Defining emergency in the configuration
Operators configure emergency keywords and intent patterns specific to their setting. For a daycare, an emergency might include a parent reporting a child fell or a regulator calling about an incident. For a home health agency, an emergency might include a patient reporting chest pain, a fall, or a medication reaction. For an assisted living community, an emergency might include a family member calling about a resident who is unresponsive. The AI is tuned to recognize the operator-specific patterns, not generic ones.
The standard escalation flow
When the AI detects emergency language, it follows a structured flow. First, it interrupts its normal script and gives a clear instruction: if there is a risk to life or safety, hang up and call 911. Second, it offers to connect the caller to the on-call human at the operator. Third, regardless of whether the transfer succeeds, it logs the call and sends an immediate notification (SMS, email, or pager) to the on-call human with a callback number and a brief summary.
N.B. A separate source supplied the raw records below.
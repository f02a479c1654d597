use std::path::PathBuf;
use thiserror::Error;

/// Why a string was rejected as a root.
#[derive(Debug, Clone, PartialEq, Eq, Error)]
pub enum RootError {
    #[error("root '{root}' has {found} letters, expected 3")]
    WrongLength { root: String, found: usize },

    #[error("root '{root}' contains '{letter}', which is not in the alphabet")]
    UnknownLetter { root: String, letter: char },
}

/// Why a template could not be registered as a pattern.
#[derive(Debug, Clone, PartialEq, Eq, Error)]
pub enum PatternError {
    #[error("pattern name must not be empty")]
    Empty,

    #[error("pattern '{name}' has no slot for the {radical} radical")]
    MissingSlot { name: String, radical: &'static str },
}

#[derive(Debug, Clone, PartialEq, Eq, Error)]
pub enum EngineError {
    #[error(transparent)]
    InvalidRoot(#[from] RootError),

    #[error(transparent)]
    InvalidPattern(#[from] PatternError),

    #[error("root '{0}' is not registered")]
    RootNotFound(String),

    #[error("pattern '{0}' is not registered")]
    PatternNotFound(String),
}

#[derive(Debug, Error)]
pub enum SeedError {
    #[error("cannot read seed file {}: {source}", path.display())]
    Read {
        path: PathBuf,
        #[source]
        source: std::io::Error,
    },

    #[error("cannot write seed file {}: {source}", path.display())]
    Write {
        path: PathBuf,
        #[source]
        source: std::io::Error,
    },
}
What the AI explicitly should not do
The AI does not give medical, legal, or safety advice. It does not assess whether a fall is serious. It does not coach a parent on what to do for an allergic reaction. It does not act as a substitute for 911 or for a clinician. The training data and prompt are constrained to prevent the AI from taking actions outside its scope.
Documentation and audit
Every emergency-flagged call generates a structured record that includes the timestamp, caller phone number, full transcript, intent classification, the escalation actions taken, and whether the on-call human was reached. This record is retained for operator review and, where applicable, for regulatory or insurance documentation. Operators in regulated industries (healthcare, childcare, senior care) typically review emergency-flagged calls within twenty-four hours.
Common configuration mistakes
The most common mistake is over-tuning emergency keywords, which produces false positives that desensitize the on-call team. The second is under-tuning, which misses real emergencies. The third is failing to test the after-hours escalation path, leaving an on-call team that never actually receives the SMS or pager when an emergency hits. Operators should test the emergency flow monthly with a controlled drill.